Segment Start: Supplied data

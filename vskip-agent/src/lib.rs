//! # vskip Agent Library (vskip-agent)
//!
//! Playback companion that skips opening titles and closing credits.
//!
//! **Purpose:** Resolve intro/ending segment boundaries for the episode
//! now playing (provider lookup with deterministic fallback), watch the
//! playback position, and seek past each segment exactly once per
//! session.
//!
//! **Architecture:** Event-driven and push-based. The host delivers
//! session-start notifications, the video surface delivers position
//! updates; the agent never polls.

pub mod host;
pub mod metadata;
pub mod monitor;
pub mod plugin;
pub mod resolve;
pub mod session;
pub mod surface;

pub use plugin::SkipPlugin;
pub use session::SessionController;
pub use vskip_common::{Error, Result};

Segment End: Supplied data

• Activity
Write out the entire listing so that each line matches the original exactly.

• Result for this task
filename vskip-agent/src/lib.rs
//! # vskip Agent Library (vskip-agent)
//!
//! Playback companion that skips opening titles and closing credits.
//!
//! **Purpose:** Resolve intro/ending segment boundaries for the episode
//! now playing (provider lookup with deterministic fallback), watch the
//! playback position, and seek past each segment exactly once per
//! session.
//!
//! **Architecture:** Event-driven and push-based. The host delivers
//! session-start notifications, the video surface delivers position
//! updates; the agent never polls.

pub mod host;
pub mod metadata;
pub mod monitor;
pub mod plugin;
pub mod resolve;
pub mod session;
pub mod surface;

pub use plugin::SkipPlugin;
pub use session::SessionController;
pub use vskip_common::{Error, Result};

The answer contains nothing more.